Interpellé sur le mouvement d’humeur des travailleurs, le directeur El Hadj Amadou Dieng répond : ‘’Ce qu’on leur a dit, c’est qu’actuellement, la situation de l’hôpital, sur le plan de la trésorerie, ne permet pas de faire face à toutes ces dépenses. Qu’on puisse s’accorder pour que le paiement soit justement planifié. Ce que l’Intersyndicale a refusé catégoriquement. L’hôpital a déjà fait un pas pour des négociations. Il faut également que l’Intersyndicale en fasse autant. Aujourd’hui, l’administration n’est pas figée ; nous sommes ouverts au dialogue, à la négociation et à la concertation. On aimerait aussi que les gens soient ouverts d’esprit et puissent comprendre que notre intérêt, c’est l’intérêt de l’hôpital, c’est l’intérêt de l’Intersyndicale. Ce que nous aimerions, c’est que l’hôpital continue de fonctionner. Tous les hôpitaux du Sénégal sont en équilibre fragile et en déficit.’’

Poursuivant ses explications, il révèle que, dans le budget de l’année passée, en répertoriant ce qu’ils ont fait, ils se sont rendu compte que 78 % des recettes propres de l’hôpital, ce qu’ils reçoivent en terme de paiement Paf (patient à ses frais), retournent au personnel. ‘’Là où ils disent 67 millions F CFA, en réalité, ce n’est pas ce chiffre, parce que sur les 67 millions, les 10 à 15 millions représentent une facturation au niveau de la pharmacie. C’est quelque chose qui ne fait pas partie de la production interne de l’hôpital. Ce qui est réellement produit par l’hôpital tourne autour de 58 millions F CFA. Sur ces 58 millions, les 17 millions ont servi à payer les motivations du mois de novembre ; ça permet également à l’hôpital de fonctionner jusqu’en fin décembre.
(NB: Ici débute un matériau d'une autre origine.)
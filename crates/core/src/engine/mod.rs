//! Summarization Engine.
//!
//! Turns a validated [`EhrSnapshot`] and [`CustomizationParameters`] into a
//! [`StructuredSummary`]. Every section is produced by a deterministic pipeline:
//!
//! 1. **Extract** facts from the free-text fields.
//! 2. **Assess** problem status and derive actionable items.
//! 3. **Select** what the time frame and urgency level admit.
//! 4. **Order** by criticality, then focus relevance, then record order.
//! 5. **Phrase** each entry for the audience at the requested length.
//!
//! Only the overview paragraph goes through a [`NarrativeGenerator`], and it is written from the
//! facts already selected, so it can never mention something the sections leave out.

mod extract;
mod lexicon;
mod phrasing;
mod recency;
mod rules;

pub(crate) use extract::capitalise;
pub(crate) use phrasing::decapitalise;

use crate::cache::{cache_key, SummaryCache};
use crate::config::{GeneratorKind, SummaryConfig};
use crate::generation::{NarrativeGenerator, NarrativeRequest, RemoteGenerator, TemplateGenerator};
use crate::model::{
    ActionableItem, ClinicalFinding, CustomizationParameters, EhrSnapshot, MedicalProblem,
    MedicationsAndAllergies, PatientOverview, PendingItem, StructuredSummary,
};
use crate::validation::validate;
use crate::SummaryResult;
use extract::{Finding, Problem};
use lexicon::{contains_term, focus_domains, plain_language, DomainSet};
use phrasing::{Change, Phraser, Trend};
use serde_json::Value;
use std::cmp::{Ordering, Reverse};
use std::fmt;
use std::sync::Arc;
use summary_types::{Audience, Priority, ProblemStatus, UrgencyLevel};

/// Entry point for summarisation. Cheap to clone; clones share the generator and cache.
#[derive(Clone)]
pub struct SummaryEngine {
    generator: Arc<dyn NarrativeGenerator>,
    cache: Option<Arc<SummaryCache>>,
}

impl fmt::Debug for SummaryEngine {
    fn fmt(&self, f: &mut fmt::Formatter<'_>) -> fmt::Result {
        f.debug_struct("SummaryEngine")
            .field("generator", &self.generator.id())
            .field("cache", &self.cache)
            .finish()
    }
}

impl Default for SummaryEngine {
    fn default() -> Self {
        Self::new(Arc::new(TemplateGenerator))
    }
}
En fin décembre également, les 14 millions de ces 58 millions sont en train d’être calculés pour la motivation du mois de janvier’’.

Selon le directeur, ‘’rien que les charges du personnel liées à la motivation et au paiement des salaires à l’hôpital de Diourbel tournent autour de 60 millions. Sur les 60 millions mensuels, il faut payer des prestataires, le nettoiement et le gardiennage. Tout ceci peut tourner autour de 20 millions de francs CFA. Ça fait 80 millions de dépenses mensuelles. Qui dit recettes, dit également charges’’, précise-t-il.

Sur les difficultés financières de l’établissement, docteur El Hadj Amadou Dieng déclare : ‘’L’hôpital n’a pas de budget d’investissement propre, si l’Etat ne nous donne pas de budget d’investissement. Mensuellement, à peu près, l’hôpital fait 45 à 50 millions en moyenne. Ce montant sert tout simplement à payer les salaires et à motiver le personnel. L’Etat nous accompagne à hauteur de 293 millions F CFA, par année, à peu près 20 millions par mois. C’est ça qui nous sert à pouvoir payer les charges de fonctionnement et c’est tout ce qui est inhérent aux prestataires privés. Il y a le gardiennage, le nettoiement. Il faut acheter des réactifs. On a des fournisseurs. Bref, on a beaucoup de choses à faire. Et c’est toujours en termes de fonctionnement.’’

Pour finir, il souligne que ‘’90 % de ce que le personnel produit en termes de recette, on le reverse en termes de paiement et de charge du personnel. L’hôpital, dit-il, a 270 agents dont une vingtaine de médecins et 62 fonctionnaires. Les 75 % de la masse salariale sont supportés par l’hôpital’’.